(WORK ORDER): Output all entries below exactly as they are given.

-- SOURCE MATERIAL follows --

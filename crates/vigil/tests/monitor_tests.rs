//! Lifecycle and status-view tests for the monitor facade.

mod common;

use std::sync::Arc;
use std::time::Duration;

use tokio::time::Instant;
use vigil::{HealthMonitor, MonitorError, RegisterError, ServiceId, ServiceKind, ServiceState};

use common::{AlwaysFailing, AlwaysHealthy, NeverReturns, descriptor};

#[tokio::test]
async fn status_is_unknown_before_the_first_check() {
    let monitor = HealthMonitor::new();
    monitor
        .register(descriptor(
            "web-api",
            ServiceKind::Web,
            Duration::from_millis(50),
            Duration::from_millis(20),
            Arc::new(AlwaysHealthy { latency_ms: 5.0 }),
        ))
        .await
        .unwrap();

    let status = monitor.status(&ServiceId::from("web-api")).await.unwrap();
    assert_eq!(status.current_state, ServiceState::Unknown);
    assert_eq!(status.last_latency_ms, None);
    assert_eq!(status.last_checked_at, None);
    assert_eq!(status.consecutive_failures, 0);
}

#[tokio::test(start_paused = true)]
async fn healthy_and_failing_services_diverge() {
    let monitor = HealthMonitor::new();
    monitor
        .register(descriptor(
            "web-api",
            ServiceKind::Web,
            Duration::from_millis(50),
            Duration::from_millis(20),
            Arc::new(AlwaysHealthy { latency_ms: 5.0 }),
        ))
        .await
        .unwrap();
    monitor
        .register(descriptor(
            "main-database",
            ServiceKind::Database,
            Duration::from_millis(50),
            Duration::from_millis(20),
            Arc::new(AlwaysFailing),
        ))
        .await
        .unwrap();

    monitor.start(4).await.unwrap();
    tokio::time::sleep(Duration::from_millis(200)).await;
    monitor.stop(Duration::from_millis(200)).await;

    let web = monitor.status(&ServiceId::from("web-api")).await.unwrap();
    assert_eq!(web.current_state, ServiceState::Healthy);
    assert_eq!(web.consecutive_failures, 0);
    assert_eq!(web.last_latency_ms, Some(5.0));
    assert!(web.last_checked_at.is_some());

    let database = monitor.status(&ServiceId::from("main-database")).await.unwrap();
    assert_eq!(database.current_state, ServiceState::Down);
    assert!(
        (3..=5).contains(&database.consecutive_failures),
        "expected 3-5 consecutive failures after 200ms at a 50ms interval, got {}",
        database.consecutive_failures
    );
}

#[tokio::test(start_paused = true)]
async fn stuck_probe_is_recorded_as_timeout_and_stop_quiesces() {
    let monitor = HealthMonitor::new();
    monitor
        .register(descriptor(
            "stuck",
            ServiceKind::Tcp,
            Duration::from_millis(50),
            Duration::from_millis(20),
            Arc::new(NeverReturns),
        ))
        .await
        .unwrap();

    monitor.start(2).await.unwrap();
    tokio::time::sleep(Duration::from_millis(30)).await;

    let status = monitor.status(&ServiceId::from("stuck")).await.unwrap();
    assert_eq!(status.current_state, ServiceState::Timeout);
    assert!(status.consecutive_failures >= 1);

    // Let the next check get dispatched, then stop mid-flight: quiescence is
    // bounded by the 20ms check timeout, well inside the grace window.
    tokio::time::sleep(Duration::from_millis(50)).await;
    let stop_started = Instant::now();
    monitor.stop(Duration::from_millis(500)).await;

    assert!(stop_started.elapsed() <= Duration::from_millis(100));
    assert!(!monitor.is_running().await);
}

#[tokio::test(start_paused = true)]
async fn stop_abandons_checks_when_the_grace_expires() {
    let monitor = HealthMonitor::new();
    monitor
        .register(descriptor(
            "glacial",
            ServiceKind::Other,
            Duration::from_millis(50),
            Duration::from_secs(10),
            Arc::new(NeverReturns),
        ))
        .await
        .unwrap();

    monitor.start(1).await.unwrap();
    tokio::time::sleep(Duration::from_millis(10)).await;

    let stop_started = Instant::now();
    monitor.stop(Duration::from_millis(50)).await;

    assert!(stop_started.elapsed() <= Duration::from_millis(100));
    assert!(!monitor.is_running().await);
}

#[tokio::test(start_paused = true)]
async fn statuses_persist_while_stopped() {
    let monitor = HealthMonitor::new();
    monitor
        .register(descriptor(
            "web-api",
            ServiceKind::Web,
            Duration::from_millis(50),
            Duration::from_millis(20),
            Arc::new(AlwaysHealthy { latency_ms: 5.0 }),
        ))
        .await
        .unwrap();

    monitor.start(2).await.unwrap();
    tokio::time::sleep(Duration::from_millis(30)).await;
    monitor.stop(Duration::from_millis(100)).await;

    assert!(!monitor.is_running().await);
    let status = monitor.status(&ServiceId::from("web-api")).await.unwrap();
    assert_eq!(status.current_state, ServiceState::Healthy);

    // Registration keeps working while stopped; the new service just waits
    // for the next start.
    monitor
        .register(descriptor(
            "cache",
            ServiceKind::Other,
            Duration::from_millis(50),
            Duration::from_millis(20),
            Arc::new(AlwaysHealthy { latency_ms: 1.0 }),
        ))
        .await
        .unwrap();

    let statuses = monitor.all_statuses().await;
    assert_eq!(statuses.len(), 2);
    assert_eq!(statuses[0].current_state, ServiceState::Unknown); // cache
    assert_eq!(statuses[1].current_state, ServiceState::Healthy); // web-api
}

#[tokio::test]
async fn all_statuses_are_ordered_by_id() {
    let monitor = HealthMonitor::new();
    for id in ["bravo", "alpha", "charlie"] {
        monitor
            .register(descriptor(
                id,
                ServiceKind::Other,
                Duration::from_millis(50),
                Duration::from_millis(20),
                Arc::new(AlwaysHealthy { latency_ms: 1.0 }),
            ))
            .await
            .unwrap();
    }

    let ids: Vec<_> =
        monitor.all_statuses().await.iter().map(|s| s.id.as_str().to_string()).collect();
    assert_eq!(ids, vec!["alpha", "bravo", "charlie"]);
}

#[tokio::test(start_paused = true)]
async fn start_and_stop_lifecycle_is_enforced() {
    let monitor = HealthMonitor::new();

    assert!(matches!(monitor.start(0).await, Err(MonitorError::InvalidConcurrency)));
    assert!(!monitor.is_running().await);

    monitor.start(2).await.unwrap();
    assert!(monitor.is_running().await);
    assert!(matches!(monitor.start(2).await, Err(MonitorError::AlreadyRunning)));

    monitor.stop(Duration::from_millis(100)).await;
    assert!(!monitor.is_running().await);

    // Stopping again is a no-op, and a stopped monitor can be restarted.
    monitor.stop(Duration::from_millis(100)).await;
    monitor.start(2).await.unwrap();
    monitor.stop(Duration::from_millis(100)).await;
}

#[tokio::test]
async fn deregistering_an_absent_id_is_a_noop() {
    let monitor = HealthMonitor::new();
    monitor.deregister(&ServiceId::from("missing")).await;
    assert!(monitor.all_statuses().await.is_empty());
}

#[tokio::test]
async fn invalid_descriptors_are_rejected_at_registration() {
    let monitor = HealthMonitor::new();

    let zero_interval = descriptor(
        "svc",
        ServiceKind::Web,
        Duration::ZERO,
        Duration::from_millis(20),
        Arc::new(AlwaysHealthy { latency_ms: 1.0 }),
    );
    assert!(matches!(
        monitor.register(zero_interval).await,
        Err(RegisterError::ZeroInterval { .. })
    ));

    let empty_id = descriptor(
        "",
        ServiceKind::Web,
        Duration::from_millis(50),
        Duration::from_millis(20),
        Arc::new(AlwaysHealthy { latency_ms: 1.0 }),
    );
    assert!(matches!(monitor.register(empty_id).await, Err(RegisterError::EmptyId)));

    assert!(monitor.all_statuses().await.is_empty());
}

-- SOURCE MATERIAL concluded --

(ANSWER TO THE EXERCISE):
filename crates/vigil/tests/monitor_tests.rs
//! Lifecycle and status-view tests for the monitor facade.

mod common;

use std::sync::Arc;
use std::time::Duration;

use tokio::time::Instant;
use vigil::{HealthMonitor, MonitorError, RegisterError, ServiceId, ServiceKind, ServiceState};

use common::{AlwaysFailing, AlwaysHealthy, NeverReturns, descriptor};

#[tokio::test]
async fn status_is_unknown_before_the_first_check() {
    let monitor = HealthMonitor::new();
    monitor
        .register(descriptor(
            "web-api",
            ServiceKind::Web,
            Duration::from_millis(50),
            Duration::from_millis(20),
            Arc::new(AlwaysHealthy { latency_ms: 5.0 }),
        ))
        .await
        .unwrap();

    let status = monitor.status(&ServiceId::from("web-api")).await.unwrap();
    assert_eq!(status.current_state, ServiceState::Unknown);
    assert_eq!(status.last_latency_ms, None);
    assert_eq!(status.last_checked_at, None);
    assert_eq!(status.consecutive_failures, 0);
}

#[tokio::test(start_paused = true)]
async fn healthy_and_failing_services_diverge() {
    let monitor = HealthMonitor::new();
    monitor
        .register(descriptor(
            "web-api",
            ServiceKind::Web,
            Duration::from_millis(50),
            Duration::from_millis(20),
            Arc::new(AlwaysHealthy { latency_ms: 5.0 }),
        ))
        .await
        .unwrap();
    monitor
        .register(descriptor(
            "main-database",
            ServiceKind::Database,
            Duration::from_millis(50),
            Duration::from_millis(20),
            Arc::new(AlwaysFailing),
        ))
        .await
        .unwrap();

    monitor.start(4).await.unwrap();
    tokio::time::sleep(Duration::from_millis(200)).await;
    monitor.stop(Duration::from_millis(200)).await;

    let web = monitor.status(&ServiceId::from("web-api")).await.unwrap();
    assert_eq!(web.current_state, ServiceState::Healthy);
    assert_eq!(web.consecutive_failures, 0);
    assert_eq!(web.last_latency_ms, Some(5.0));
    assert!(web.last_checked_at.is_some());

    let database = monitor.status(&ServiceId::from("main-database")).await.unwrap();
    assert_eq!(database.current_state, ServiceState::Down);
    assert!(
        (3..=5).contains(&database.consecutive_failures),
        "expected 3-5 consecutive failures after 200ms at a 50ms interval, got {}",
        database.consecutive_failures
    );
}

#[tokio::test(start_paused = true)]
async fn stuck_probe_is_recorded_as_timeout_and_stop_quiesces() {
    let monitor = HealthMonitor::new();
    monitor
        .register(descriptor(
            "stuck",
            ServiceKind::Tcp,
            Duration::from_millis(50),
            Duration::from_millis(20),
            Arc::new(NeverReturns),
        ))
        .await
        .unwrap();

    monitor.start(2).await.unwrap();
    tokio::time::sleep(Duration::from_millis(30)).await;

    let status = monitor.status(&ServiceId::from("stuck")).await.unwrap();
    assert_eq!(status.current_state, ServiceState::Timeout);
    assert!(status.consecutive_failures >= 1);

    // Let the next check get dispatched, then stop mid-flight: quiescence is
    // bounded by the 20ms check timeout, well inside the grace window.
    tokio::time::sleep(Duration::from_millis(50)).await;
    let stop_started = Instant::now();
    monitor.stop(Duration::from_millis(500)).await;

    assert!(stop_started.elapsed() <= Duration::from_millis(100));
    assert!(!monitor.is_running().await);
}

#[tokio::test(start_paused = true)]
async fn stop_abandons_checks_when_the_grace_expires() {
    let monitor = HealthMonitor::new();
    monitor
        .register(descriptor(
            "glacial",
            ServiceKind::Other,
            Duration::from_millis(50),
            Duration::from_secs(10),
            Arc::new(NeverReturns),
        ))
        .await
        .unwrap();

    monitor.start(1).await.unwrap();
    tokio::time::sleep(Duration::from_millis(10)).await;

    let stop_started = Instant::now();
    monitor.stop(Duration::from_millis(50)).await;

    assert!(stop_started.elapsed() <= Duration::from_millis(100));
    assert!(!monitor.is_running().await);
}

#[tokio::test(start_paused = true)]
async fn statuses_persist_while_stopped() {
    let monitor = HealthMonitor::new();
    monitor
        .register(descriptor(
            "web-api",
            ServiceKind::Web,
            Duration::from_millis(50),
            Duration::from_millis(20),
            Arc::new(AlwaysHealthy { latency_ms: 5.0 }),
        ))
        .await
        .unwrap();

    monitor.start(2).await.unwrap();
    tokio::time::sleep(Duration::from_millis(30)).await;
    monitor.stop(Duration::from_millis(100)).await;

    assert!(!monitor.is_running().await);
    let status = monitor.status(&ServiceId::from("web-api")).await.unwrap();
    assert_eq!(status.current_state, ServiceState::Healthy);

    // Registration keeps working while stopped; the new service just waits
    // for the next start.
    monitor
        .register(descriptor(
            "cache",
            ServiceKind::Other,
            Duration::from_millis(50),
            Duration::from_millis(20),
            Arc::new(AlwaysHealthy { latency_ms: 1.0 }),
        ))
        .await
        .unwrap();

    let statuses = monitor.all_statuses().await;
    assert_eq!(statuses.len(), 2);
    assert_eq!(statuses[0].current_state, ServiceState::Unknown); // cache
    assert_eq!(statuses[1].current_state, ServiceState::Healthy); // web-api
}

#[tokio::test]
async fn all_statuses_are_ordered_by_id() {
    let monitor = HealthMonitor::new();
    for id in ["bravo", "alpha", "charlie"] {
        monitor
            .register(descriptor(
                id,
                ServiceKind::Other,
                Duration::from_millis(50),
                Duration::from_millis(20),
                Arc::new(AlwaysHealthy { latency_ms: 1.0 }),
            ))
            .await
            .unwrap();
    }

    let ids: Vec<_> =
        monitor.all_statuses().await.iter().map(|s| s.id.as_str().to_string()).collect();
    assert_eq!(ids, vec!["alpha", "bravo", "charlie"]);
}

#[tokio::test(start_paused = true)]
async fn start_and_stop_lifecycle_is_enforced() {
    let monitor = HealthMonitor::new();

    assert!(matches!(monitor.start(0).await, Err(MonitorError::InvalidConcurrency)));
    assert!(!monitor.is_running().await);

    monitor.start(2).await.unwrap();
    assert!(monitor.is_running().await);
    assert!(matches!(monitor.start(2).await, Err(MonitorError::AlreadyRunning)));

    monitor.stop(Duration::from_millis(100)).await;
    assert!(!monitor.is_running().await);

    // Stopping again is a no-op, and a stopped monitor can be restarted.
    monitor.stop(Duration::from_millis(100)).await;
    monitor.start(2).await.unwrap();
    monitor.stop(Duration::from_millis(100)).await;
}

#[tokio::test]
async fn deregistering_an_absent_id_is_a_noop() {
    let monitor = HealthMonitor::new();
    monitor.deregister(&ServiceId::from("missing")).await;
    assert!(monitor.all_statuses().await.is_empty());
}

#[tokio::test]
async fn invalid_descriptors_are_rejected_at_registration() {
    let monitor = HealthMonitor::new();

    let zero_interval = descriptor(
        "svc",
        ServiceKind::Web,
        Duration::ZERO,
        Duration::from_millis(20),
        Arc::new(AlwaysHealthy { latency_ms: 1.0 }),
    );
    assert!(matches!(
        monitor.register(zero_interval).await,
        Err(RegisterError::ZeroInterval { .. })
    ));

    let empty_id = descriptor(
        "",
        ServiceKind::Web,
        Duration::from_millis(50),
        Duration::from_millis(20),
        Arc::new(AlwaysHealthy { latency_ms: 1.0 }),
    );
    assert!(matches!(monitor.register(empty_id).await, Err(RegisterError::EmptyId)));

    assert!(monitor.all_statuses().await.is_empty());
}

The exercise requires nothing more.